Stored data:
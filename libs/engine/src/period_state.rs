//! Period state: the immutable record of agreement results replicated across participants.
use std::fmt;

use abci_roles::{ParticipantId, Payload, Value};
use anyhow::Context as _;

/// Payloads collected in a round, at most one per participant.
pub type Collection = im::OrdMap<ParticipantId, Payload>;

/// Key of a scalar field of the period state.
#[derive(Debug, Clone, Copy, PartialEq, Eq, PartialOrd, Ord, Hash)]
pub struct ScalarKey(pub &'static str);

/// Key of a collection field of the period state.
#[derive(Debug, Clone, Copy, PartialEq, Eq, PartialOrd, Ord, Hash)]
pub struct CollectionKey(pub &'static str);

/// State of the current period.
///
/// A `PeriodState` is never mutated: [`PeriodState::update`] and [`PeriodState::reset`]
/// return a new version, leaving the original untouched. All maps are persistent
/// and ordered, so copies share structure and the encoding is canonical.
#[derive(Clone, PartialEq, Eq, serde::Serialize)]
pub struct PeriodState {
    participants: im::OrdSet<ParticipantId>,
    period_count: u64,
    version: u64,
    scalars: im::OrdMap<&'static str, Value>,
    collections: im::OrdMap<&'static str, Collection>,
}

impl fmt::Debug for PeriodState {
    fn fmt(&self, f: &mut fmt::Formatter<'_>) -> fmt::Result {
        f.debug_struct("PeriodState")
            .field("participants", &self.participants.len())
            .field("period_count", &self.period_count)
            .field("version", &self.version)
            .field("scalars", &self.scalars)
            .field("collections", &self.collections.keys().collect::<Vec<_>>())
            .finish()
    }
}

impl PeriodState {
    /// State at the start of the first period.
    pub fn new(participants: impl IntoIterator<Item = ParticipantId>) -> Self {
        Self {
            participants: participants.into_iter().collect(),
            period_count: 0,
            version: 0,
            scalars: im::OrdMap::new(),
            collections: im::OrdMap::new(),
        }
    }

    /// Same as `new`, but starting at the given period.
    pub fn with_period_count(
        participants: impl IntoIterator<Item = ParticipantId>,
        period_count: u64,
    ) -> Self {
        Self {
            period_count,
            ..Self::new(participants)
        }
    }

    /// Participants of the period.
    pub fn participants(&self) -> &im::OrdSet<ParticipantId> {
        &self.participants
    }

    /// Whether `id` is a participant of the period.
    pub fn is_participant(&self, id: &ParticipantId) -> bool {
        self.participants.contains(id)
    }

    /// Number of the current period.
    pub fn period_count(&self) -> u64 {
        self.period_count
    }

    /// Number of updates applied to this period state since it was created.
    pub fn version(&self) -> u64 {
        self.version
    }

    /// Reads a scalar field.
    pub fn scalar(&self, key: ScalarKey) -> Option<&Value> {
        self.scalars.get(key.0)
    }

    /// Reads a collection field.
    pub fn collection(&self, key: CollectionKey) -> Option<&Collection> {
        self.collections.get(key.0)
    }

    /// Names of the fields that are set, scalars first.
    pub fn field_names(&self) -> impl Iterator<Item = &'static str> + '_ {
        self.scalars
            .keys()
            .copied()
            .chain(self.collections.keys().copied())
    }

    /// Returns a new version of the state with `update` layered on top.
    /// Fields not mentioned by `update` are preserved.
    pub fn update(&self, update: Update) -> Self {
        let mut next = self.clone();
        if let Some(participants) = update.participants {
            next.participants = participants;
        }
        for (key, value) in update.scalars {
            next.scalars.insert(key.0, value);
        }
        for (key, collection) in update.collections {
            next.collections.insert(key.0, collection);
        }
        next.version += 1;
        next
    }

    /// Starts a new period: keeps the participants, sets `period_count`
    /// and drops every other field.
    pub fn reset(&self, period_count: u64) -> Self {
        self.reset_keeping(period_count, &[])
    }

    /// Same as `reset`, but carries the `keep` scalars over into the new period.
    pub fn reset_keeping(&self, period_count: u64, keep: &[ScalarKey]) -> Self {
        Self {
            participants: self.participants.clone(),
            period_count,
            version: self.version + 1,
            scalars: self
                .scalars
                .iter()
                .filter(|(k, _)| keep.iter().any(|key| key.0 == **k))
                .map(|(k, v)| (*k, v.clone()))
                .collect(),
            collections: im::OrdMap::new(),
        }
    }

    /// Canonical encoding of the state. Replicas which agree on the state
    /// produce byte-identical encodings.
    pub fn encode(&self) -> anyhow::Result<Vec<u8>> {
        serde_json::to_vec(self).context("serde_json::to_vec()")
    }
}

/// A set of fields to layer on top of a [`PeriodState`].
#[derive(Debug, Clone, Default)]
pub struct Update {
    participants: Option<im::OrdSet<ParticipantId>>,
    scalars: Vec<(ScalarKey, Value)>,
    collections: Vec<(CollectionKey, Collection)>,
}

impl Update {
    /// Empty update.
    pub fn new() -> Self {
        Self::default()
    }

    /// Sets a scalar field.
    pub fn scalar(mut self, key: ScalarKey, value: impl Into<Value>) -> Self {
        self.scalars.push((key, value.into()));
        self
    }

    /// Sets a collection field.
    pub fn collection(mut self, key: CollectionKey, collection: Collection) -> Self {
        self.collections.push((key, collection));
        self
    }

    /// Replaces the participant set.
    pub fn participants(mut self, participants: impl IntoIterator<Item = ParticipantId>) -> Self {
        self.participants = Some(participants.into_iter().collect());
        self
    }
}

* * *

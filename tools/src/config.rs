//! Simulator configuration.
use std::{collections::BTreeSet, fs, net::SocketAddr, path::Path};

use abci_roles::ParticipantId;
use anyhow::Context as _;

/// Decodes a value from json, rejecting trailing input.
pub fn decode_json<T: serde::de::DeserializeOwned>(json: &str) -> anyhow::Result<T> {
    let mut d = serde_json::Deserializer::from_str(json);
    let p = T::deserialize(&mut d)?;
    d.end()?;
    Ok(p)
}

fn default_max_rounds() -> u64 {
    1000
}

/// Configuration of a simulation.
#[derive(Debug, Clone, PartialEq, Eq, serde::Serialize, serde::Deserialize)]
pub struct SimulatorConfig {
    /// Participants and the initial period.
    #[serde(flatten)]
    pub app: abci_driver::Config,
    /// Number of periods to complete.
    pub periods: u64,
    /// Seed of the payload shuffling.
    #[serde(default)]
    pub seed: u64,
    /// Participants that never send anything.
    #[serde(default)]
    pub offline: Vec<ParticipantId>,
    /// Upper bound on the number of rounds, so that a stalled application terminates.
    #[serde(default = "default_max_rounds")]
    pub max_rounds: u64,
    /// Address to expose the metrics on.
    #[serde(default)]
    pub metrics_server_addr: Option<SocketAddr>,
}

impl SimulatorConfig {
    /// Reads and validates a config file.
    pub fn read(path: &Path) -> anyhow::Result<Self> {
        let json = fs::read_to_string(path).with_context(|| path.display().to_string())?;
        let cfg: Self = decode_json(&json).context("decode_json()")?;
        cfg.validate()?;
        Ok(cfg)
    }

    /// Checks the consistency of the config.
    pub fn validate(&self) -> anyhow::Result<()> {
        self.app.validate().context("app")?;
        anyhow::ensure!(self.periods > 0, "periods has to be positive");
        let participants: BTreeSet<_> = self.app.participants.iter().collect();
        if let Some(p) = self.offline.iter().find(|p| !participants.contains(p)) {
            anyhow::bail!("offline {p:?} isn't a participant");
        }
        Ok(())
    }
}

* * *

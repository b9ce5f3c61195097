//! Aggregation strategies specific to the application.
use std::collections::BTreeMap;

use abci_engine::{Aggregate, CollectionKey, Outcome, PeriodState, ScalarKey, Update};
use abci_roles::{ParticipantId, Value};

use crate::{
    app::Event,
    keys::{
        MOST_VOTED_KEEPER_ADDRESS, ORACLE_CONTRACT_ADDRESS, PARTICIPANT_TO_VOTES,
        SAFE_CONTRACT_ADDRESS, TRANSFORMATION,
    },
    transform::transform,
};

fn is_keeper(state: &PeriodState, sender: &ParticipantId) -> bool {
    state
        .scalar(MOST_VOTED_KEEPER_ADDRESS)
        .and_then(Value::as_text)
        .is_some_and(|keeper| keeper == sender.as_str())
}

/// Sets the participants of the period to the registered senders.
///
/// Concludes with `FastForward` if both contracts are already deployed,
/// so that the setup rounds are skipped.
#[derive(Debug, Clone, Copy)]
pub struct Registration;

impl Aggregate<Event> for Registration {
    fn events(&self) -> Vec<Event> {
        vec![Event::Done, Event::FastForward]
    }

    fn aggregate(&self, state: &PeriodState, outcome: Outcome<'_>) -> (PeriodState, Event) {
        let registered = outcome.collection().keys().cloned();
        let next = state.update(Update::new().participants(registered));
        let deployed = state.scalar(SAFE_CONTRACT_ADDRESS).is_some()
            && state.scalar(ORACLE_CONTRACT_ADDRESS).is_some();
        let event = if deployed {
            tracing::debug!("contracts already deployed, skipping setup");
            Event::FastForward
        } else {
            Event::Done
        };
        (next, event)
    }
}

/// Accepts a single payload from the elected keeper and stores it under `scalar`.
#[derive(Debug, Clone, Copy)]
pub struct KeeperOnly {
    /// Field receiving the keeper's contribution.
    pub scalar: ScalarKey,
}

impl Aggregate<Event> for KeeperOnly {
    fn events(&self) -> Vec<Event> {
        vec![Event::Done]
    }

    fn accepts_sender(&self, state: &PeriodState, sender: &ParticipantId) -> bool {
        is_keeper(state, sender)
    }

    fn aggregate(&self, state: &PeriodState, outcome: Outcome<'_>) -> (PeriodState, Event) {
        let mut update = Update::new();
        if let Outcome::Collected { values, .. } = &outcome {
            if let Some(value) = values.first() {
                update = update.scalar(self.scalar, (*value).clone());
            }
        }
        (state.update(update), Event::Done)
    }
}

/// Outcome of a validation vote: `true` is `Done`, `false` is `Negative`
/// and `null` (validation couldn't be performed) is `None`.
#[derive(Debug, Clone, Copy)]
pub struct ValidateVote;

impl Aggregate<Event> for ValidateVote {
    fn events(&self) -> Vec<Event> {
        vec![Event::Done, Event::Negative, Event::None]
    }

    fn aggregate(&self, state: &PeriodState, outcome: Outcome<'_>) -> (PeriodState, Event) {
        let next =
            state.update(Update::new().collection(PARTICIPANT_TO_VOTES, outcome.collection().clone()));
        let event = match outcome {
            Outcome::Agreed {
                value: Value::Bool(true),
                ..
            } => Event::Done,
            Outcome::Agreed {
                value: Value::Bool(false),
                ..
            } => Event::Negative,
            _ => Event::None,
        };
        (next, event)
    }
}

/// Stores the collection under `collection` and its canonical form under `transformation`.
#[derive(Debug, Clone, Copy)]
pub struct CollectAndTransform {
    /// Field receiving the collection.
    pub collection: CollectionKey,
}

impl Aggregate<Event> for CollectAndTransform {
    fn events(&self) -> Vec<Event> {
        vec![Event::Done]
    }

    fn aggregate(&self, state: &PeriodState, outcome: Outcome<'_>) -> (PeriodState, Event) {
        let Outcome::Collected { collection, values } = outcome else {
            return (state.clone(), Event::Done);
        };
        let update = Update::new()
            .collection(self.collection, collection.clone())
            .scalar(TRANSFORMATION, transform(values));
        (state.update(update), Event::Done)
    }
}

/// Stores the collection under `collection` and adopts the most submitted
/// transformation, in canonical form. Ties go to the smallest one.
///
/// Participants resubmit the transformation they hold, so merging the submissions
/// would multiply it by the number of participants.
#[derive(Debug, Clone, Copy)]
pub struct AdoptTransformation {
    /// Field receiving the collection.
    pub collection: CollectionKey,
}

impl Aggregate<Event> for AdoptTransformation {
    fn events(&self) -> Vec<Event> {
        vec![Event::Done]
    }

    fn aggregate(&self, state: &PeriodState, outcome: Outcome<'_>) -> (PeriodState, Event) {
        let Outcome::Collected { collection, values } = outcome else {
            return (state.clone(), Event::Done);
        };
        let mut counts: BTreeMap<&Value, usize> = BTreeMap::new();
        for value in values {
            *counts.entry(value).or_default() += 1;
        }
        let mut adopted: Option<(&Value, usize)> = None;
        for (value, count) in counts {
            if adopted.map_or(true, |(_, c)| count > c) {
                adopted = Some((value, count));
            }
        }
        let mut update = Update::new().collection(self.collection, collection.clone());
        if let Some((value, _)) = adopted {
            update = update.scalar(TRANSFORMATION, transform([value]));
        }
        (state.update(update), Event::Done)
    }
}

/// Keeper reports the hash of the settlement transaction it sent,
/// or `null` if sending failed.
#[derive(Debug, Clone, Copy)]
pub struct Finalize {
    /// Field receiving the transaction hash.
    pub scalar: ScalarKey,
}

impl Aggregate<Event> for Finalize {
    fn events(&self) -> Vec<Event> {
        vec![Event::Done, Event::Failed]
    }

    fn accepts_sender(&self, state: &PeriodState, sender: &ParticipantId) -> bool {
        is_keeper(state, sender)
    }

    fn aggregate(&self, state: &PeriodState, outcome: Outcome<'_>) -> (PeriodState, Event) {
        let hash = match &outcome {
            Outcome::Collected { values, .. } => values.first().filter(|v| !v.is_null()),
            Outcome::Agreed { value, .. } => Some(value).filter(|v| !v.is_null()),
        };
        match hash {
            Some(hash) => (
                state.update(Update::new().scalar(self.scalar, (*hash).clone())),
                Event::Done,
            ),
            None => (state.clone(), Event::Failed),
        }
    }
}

▶ Task directions: Starting at the line above that contains "replicated across participants.", write out each line exactly until the line that contains "collection field of the period state." has been written, and stop there.

▶ Solution to the problem:
//! Period state: the immutable record of agreement results replicated across participants.
use std::fmt;

use abci_roles::{ParticipantId, Payload, Value};
use anyhow::Context as _;

/// Payloads collected in a round, at most one per participant.
pub type Collection = im::OrdMap<ParticipantId, Payload>;

/// Key of a scalar field of the period state.
#[derive(Debug, Clone, Copy, PartialEq, Eq, PartialOrd, Ord, Hash)]
pub struct ScalarKey(pub &'static str);

/// Key of a collection field of the period state.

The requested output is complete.